While such ministries are means to the basic quality of life every human being deserves, volunteers also serve a highly personal and spiritual purpose. “Our missioners are going in response to receiving a call to live their faith through witness and service,” says Janice England, Lay Mission-Helpers director. “Whether through nursing, teaching, campus ministry, etc., they also bear witness to their faith by how they interact with the community. They attend daily Mass, are often involved in a prayer community and, since they are doing this in another country, are extending God’s reach.”
And with the goodness of giving, FSPA is broadening such breadth of faith-filled service to God, self and others. “A campus minister was sent where there was no one to run the ministry, and the lives of hundreds of college students were touched; a nurse was sent to a pediatric cardiac unit and not only gave excellent patient care, but touched the lives of patients’ families as well.”

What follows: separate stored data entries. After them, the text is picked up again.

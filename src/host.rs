//! Applying a [`Mapping`] to a molecular viewer.
//!
//! The viewer is abstracted by the [`Host`] trait so that mappings can
//! be computed and checked without it.  [`PmlScript`] implements it by
//! writing PyMOL commands.

use std::io::{self, Write};
use std::path::{Path, PathBuf};
use log::info;

use crate::{Mapping, Ramp, RGBColor};

/// The operations a molecular viewer must offer.
pub trait Host {
    /// Define (or redefine) the color `name` from RGB fractions in
    /// \[0, 1\].
    fn set_color(&mut self, name: &str, rgb: [f64; 3]) -> io::Result<()>;

    /// Color the atoms of `selection` with the color `name`.
    fn color(&mut self, name: &str, selection: &str) -> io::Result<()>;

    /// Render the scene and save it as a PNG image.
    fn png(&mut self, path: &Path, dpi: u32, ray: bool) -> io::Result<()>;
}

impl<H: Host + ?Sized> Host for &mut H {
    fn set_color(&mut self, name: &str, rgb: [f64; 3]) -> io::Result<()> {
        (**self).set_color(name, rgb)
    }

    fn color(&mut self, name: &str, selection: &str) -> io::Result<()> {
        (**self).color(name, selection)
    }

    fn png(&mut self, path: &Path, dpi: u32, ray: bool) -> io::Result<()> {
        (**self).png(path, dpi, ray)
    }
}

/// Where and how to save a rendering.
#[derive(Clone, Debug, PartialEq, Eq)]
pub struct Image {
    pub path: PathBuf,
    pub dpi: u32,
    /// Ray trace before saving.
    pub ray: bool,
}

impl Image {
    pub fn new(path: impl Into<PathBuf>) -> Self {
        Image { path: path.into(), dpi: 300, ray: true }
    }
}

/// Register and apply the color of every assignment, then save
/// `image` if requested.
pub fn apply<H: Host>(mapping: &Mapping, host: &mut H, image: Option<&Image>)
                      -> io::Result<()> {
    for a in &mapping.assignments {
        host.set_color(&a.color_name, a.color.to_fractions())?;
        host.color(&a.color_name, &a.selection)?;
    }
    info!("colored {} residues with {}", mapping.assignments.len(),
          mapping.palette);
    if let Some(img) = image {
        info!("saving {}", img.path.display());
        host.png(&img.path, img.dpi, img.ray)?;
    }
    Ok(())
}

/// Register the colors of `ramp` as `<name>.1`, …, `<name>.<n>`.
pub fn register_ramp<H: Host>(name: &str, ramp: &Ramp, host: &mut H)
                              -> io::Result<()> {
    for (k, c) in ramp.iter().enumerate() {
        host.set_color(&format!("{name}.{}", k + 1), c.to_fractions())?;
    }
    Ok(())
}

/// A [`Host`] writing a PyMOL command script.
pub struct PmlScript<W: Write> {
    out: W,
}

impl<W: Write> PmlScript<W> {
    pub fn new(out: W) -> Self { PmlScript { out } }

    /// Flush and return the underlying writer.
    pub fn finish(mut self) -> io::Result<W> {
        self.out.flush()?;
        Ok(self.out)
    }
}

impl<W: Write> Host for PmlScript<W> {
    fn set_color(&mut self, name: &str, [r, g, b]: [f64; 3])
                 -> io::Result<()> {
        writeln!(self.out, "set_color {name}, [{r:.4}, {g:.4}, {b:.4}]")
    }

    fn color(&mut self, name: &str, selection: &str) -> io::Result<()> {
        writeln!(self.out, "color {name}, {selection}")
    }

    fn png(&mut self, path: &Path, dpi: u32, ray: bool) -> io::Result<()> {
        writeln!(self.out, "png {}, dpi={dpi}, ray={}", path.display(),
                 u8::from(ray))
    }
}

With FSPA support, Lay Mission-Helpers is indeed there for the underserved it is called to care for. Thousands of eyes are watching them, observing how faith can be lived out.
Sharing 'faith, gifts and hopes'
Eileen McKenzie, once a Lay Mission-Helpers volunteer and now a Franciscan Sister of Perpetual Adoration who continues to support the ministry, shares her reflection of the organization’s past and present mission of bringing cultures and faith together where Christ is most profoundly met.
“FSPA supports the work of Lay Mission-Helpers for several reasons. One is that it is a lay-led movement that, in the spirit of Vatican II, highlights the gifts of the laity in promoting the mission of the church. They underscore the witness of the family as missionary and offer each volunteer a lengthy, high-quality, faith-based, cross-cultural formation experience before being commissioned. While many U.S. church organizations working in developing countries concentrate on short-term projects and aid, Lay Mission-Helpers focuses on the mutual exchange of gifts and resources that happens when ordinary people reach out to each other, across cultures and in faith, and spend years working and living together. Volunteers from the U.S. often offer their professional resources and become the recipients of spiritual and cultural experiences that change their lives in unexpected ways.
“The conversion that many Lay Mission-Helpers missionaries express after serving in another country is perhaps one of the greatest gifts the organization offers to the church, particularly our U.S. church. Single people, married couples and families return home and sit in the pews with us. They know what it is like to be a stranger in strange land, they know what it is like to not understand languages and customs in a new place, they know what it is like to be totally helpless when first arriving, they know what it is like to need others for their daily needs — and they know that this is where Christ is most profoundly met. When they share their faith with us, a faith that embraces vulnerability and needs others, they witness to us a faith that doesn’t make sense in a culture of individualism and consumerism. They share their faith, gifts and hopes in a culture that desperately needs them.”